First of all, you are deadlifting 65lb. And the issue here is that the bar is too low, which makes it harder too set up. I honestly don't see any reason for any adult male under the age of 80 to start their deadlift with anything less than 135lb. So load up a 45lb plate on each side next time, and the bar will be at the proper height.
Secondly, there are several cues you should keep in mind when deadlifting:
1) The bar should be on top of the middle of the foot when you pull. That's because the bar should travel on a vertical path over your center of gravity.
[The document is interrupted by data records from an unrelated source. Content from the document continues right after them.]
use anyhow::{Context, Result};
use clap::{Parser, ValueEnum};
use quorum_core::{
    config::{parse_endpoint_list, AppConfig},
    consensus::RoundOrchestrator,
    report,
    upstream::{HttpClient, HttpClientConfig, RpcLedgerClient},
};
use std::{path::PathBuf, sync::Arc};
use tracing::{debug, info};
use tracing_subscriber::{layer::SubscriberExt, util::SubscriberInitExt, EnvFilter};

#[derive(Parser)]
#[command(name = "slot-quorum")]
#[command(about = "Polls ledger RPC nodes and reports which slot and block they agree on")]
struct Cli {
    /// Config file path (defaults to $SLOT_QUORUM_CONFIG or config/config.toml)
    #[arg(long)]
    config: Option<PathBuf>,

    /// Inspect this slot in the block round instead of the quorum winner (0 = no override)
    #[arg(short, long)]
    slot: Option<u64>,

    /// Semicolon-separated endpoint list, replaces the configured endpoints
    #[arg(long)]
    endpoints: Option<String>,

    /// Output format for the final report
    #[arg(long, value_enum, default_value_t = OutputFormat::Text)]
    output: OutputFormat,
}

#[derive(Clone, Copy, PartialEq, Eq, ValueEnum)]
enum OutputFormat {
    /// Log lines only
    Text,
    /// Log lines plus the full report as JSON on stdout
    Json,
}

/// Filter directives used when `RUST_LOG` is unset. Targets are the library
/// crate and this binary's crate name.
fn default_filter(level: &str) -> String {
    format!("warn,quorum_core={level},{}={level}", env!("CARGO_CRATE_NAME"))
}

/// Initializes the logging system based on the configuration.
///
/// `RUST_LOG` takes precedence over `logging.level`.
fn init_logging(config: &AppConfig) {
    let filter = EnvFilter::try_from_env("RUST_LOG")
        .unwrap_or_else(|_| EnvFilter::new(default_filter(&config.logging.level)));

    let registry = tracing_subscriber::registry().with(filter);

    if config.logging.format.as_str() == "json" {
        let fmt_layer = tracing_subscriber::fmt::layer().json();
        registry.with(fmt_layer).init();
    } else {
        let fmt_layer = tracing_subscriber::fmt::layer()
            .pretty()
            .with_file(true)
            .with_line_number(true)
            .with_target(false);
        registry.with(fmt_layer).init();
    }
}

fn load_config(cli: &Cli) -> Result<AppConfig> {
    let mut config = match &cli.config {
        Some(path) => AppConfig::from_file(path),
        None => AppConfig::load(),
    }
    .context("Failed to load configuration")?;

    if let Some(raw) = &cli.endpoints {
        config.endpoints.urls = parse_endpoint_list(raw);
    }
    if let Some(slot) = cli.slot {
        config.round.slot_override = Some(slot);
    }

    config.validate().context("Configuration validation failed")?;
    Ok(config)
}

#[tokio::main]
async fn main() -> Result<()> {
    let cli = Cli::parse();
    let config = load_config(&cli)?;

    init_logging(&config);
    debug!(
        endpoints = config.endpoints.urls.len(),
        slot_override = ?config.round.override_slot(),
        query_timeout_seconds = config.round.query_timeout_seconds,
        max_concurrent_queries = config.round.max_concurrent_queries,
        "Configuration loaded"
    );

    let http_client = HttpClient::with_config(HttpClientConfig {
        concurrent_limit: config.round.max_concurrent_queries,
        ..HttpClientConfig::default()
    })
    .context("Failed to build HTTP client")?;

    let client = RpcLedgerClient::new(Arc::new(http_client))
        .with_request_timeout(config.round.query_timeout())
        .with_commitment(config.round.commitment.clone());

    let orchestrator =
        RoundOrchestrator::new(Arc::new(client), config.endpoints(), &config.round)?;
    let run_report = orchestrator.run().await;

    report::log_report(&run_report);
    info!(reached_block_round = run_report.reached_block_round(), "pass complete");

    if cli.output == OutputFormat::Json {
        let json = serde_json::to_string_pretty(&run_report).context("Failed to encode report")?;
        println!("{json}");
    }

    Ok(())
}
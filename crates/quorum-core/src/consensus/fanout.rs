//! Concurrent per-endpoint query execution.
//!
//! One tokio task is spawned per endpoint and every task is joined before the
//! executor returns, so aggregation always sees the complete round. Each task
//! hands back a typed `Result` through its join handle; there is no shared
//! result map to synchronise.

use super::{
    config::RoundConfig,
    types::{EndpointFailure, FanOutResult, Observation},
};
use crate::upstream::{Endpoint, UpstreamError};
use futures_util::future::join_all;
use std::{future::Future, sync::Arc, time::Duration};
use tokio::sync::Semaphore;
use tracing::{debug, warn};

/// Runs one query per endpoint concurrently and collects the partial result set.
pub struct FanOutExecutor {
    query_timeout: Option<Duration>,
    limiter: Arc<Semaphore>,
}

impl FanOutExecutor {
    /// Creates an executor allowing `max_concurrent` queries in flight.
    ///
    /// A `max_concurrent` of zero is raised to one.
    #[must_use]
    pub fn new(max_concurrent: usize, query_timeout: Option<Duration>) -> Self {
        Self { query_timeout, limiter: Arc::new(Semaphore::new(max_concurrent.max(1))) }
    }

    #[must_use]
    pub fn from_config(config: &RoundConfig) -> Self {
        Self::new(config.max_concurrent_queries, config.query_timeout())
    }

    /// Executes `query` against every endpoint and waits for all of them.
    ///
    /// Failed, timed-out and panicked queries land in
    /// [`FanOutResult::failures`]; they are never retried. Successes and
    /// failures both keep endpoint-set order.
    pub async fn execute<T, F, Fut>(
        &self,
        operation: &'static str,
        endpoints: &[Endpoint],
        query: F,
    ) -> FanOutResult<T>
    where
        T: Send + 'static,
        F: Fn(Endpoint) -> Fut,
        Fut: Future<Output = Result<T, UpstreamError>> + Send + 'static,
    {
        let handles: Vec<_> = endpoints
            .iter()
            .map(|endpoint| {
                let query_future = query(endpoint.clone());
                let limiter = Arc::clone(&self.limiter);
                let query_timeout = self.query_timeout;

                tokio::spawn(async move {
                    let _permit = limiter.acquire_owned().await.map_err(|_| {
                        UpstreamError::ConcurrencyLimit("fan-out limiter closed".to_string())
                    })?;

                    match query_timeout {
                        Some(limit) => tokio::time::timeout(limit, query_future)
                            .await
                            .unwrap_or(Err(UpstreamError::Timeout)),
                        None => query_future.await,
                    }
                })
            })
            .collect();

        let joined = join_all(handles).await;

        let mut successes = Vec::with_capacity(endpoints.len());
        let mut failures = Vec::new();

        for (endpoint, joined) in endpoints.iter().zip(joined) {
            let outcome = joined.unwrap_or_else(|e| Err(UpstreamError::TaskFailed(e.to_string())));
            match outcome {
                Ok(value) => {
                    debug!(endpoint = %endpoint, operation, "endpoint query succeeded");
                    successes.push(Observation::new(endpoint.clone(), value));
                }
                Err(error) => {
                    warn!(
                        endpoint = %endpoint,
                        operation,
                        kind = error.kind(),
                        error = %error,
                        "endpoint query failed, excluding from round"
                    );
                    failures.push(EndpointFailure { endpoint: endpoint.clone(), error });
                }
            }
        }

        FanOutResult { attempted: endpoints.len(), successes, failures }
    }
}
And by middle of the foot, I mean
the actual middle of your foot, from the heel to the tip of your toes.
2) Your shins should be in contact with the bar before the pull: if you positioned yourself properly according to 1), your shins should touch the bar after you lean over to grab the barbell.
3) The bar should be behind your scapulas. And during the pull,
the bar should be in contact with your legs at all times. You will probably have to consciously shove the bar towards you using your lats. Yes,
the bar will scrape your shins.
4) You should be in lumbar extension, which you are doing, but you are doing it by trying to keep your back vertical, which is bad. And the reason it's bad is because it
shortens your hamstrings, which in turn results in less ability for the hamstrings to contract. This is not a problem now, but it will be a problem when the weights get heavy, trust me.
Lumbar extension should be achieved by trying to
simultaneously raise your chest and your butt. This is very important, and takes some effort, because your hamstrings will conspire to pull your butt down, which in turn will make you lose lumbar extension.
Raise your chest and raise your butt. Your hamstrings should feel really tense, not loose. (Image from 70sbig.com):
5) When lowering the bar, you shouldn't unlock your knees until the bar has traveled below your knees. Otherwise, your legs will get in the way. You should lower the back by first unlocking your hips, shoving your butt back, and then unlocking your knees AFTER the bar is low enough so that they don't get in the way.
6) Ditch the gloves. .
Yes, you will get calluses.
7) Ditch the marchmallow running shoes. Get some Chucks. Heck, it's better to deadlift barefoot than it is to deadlift wearing running shoes.
If you are really interested in lifting, you should buy
this and
this, ASAP.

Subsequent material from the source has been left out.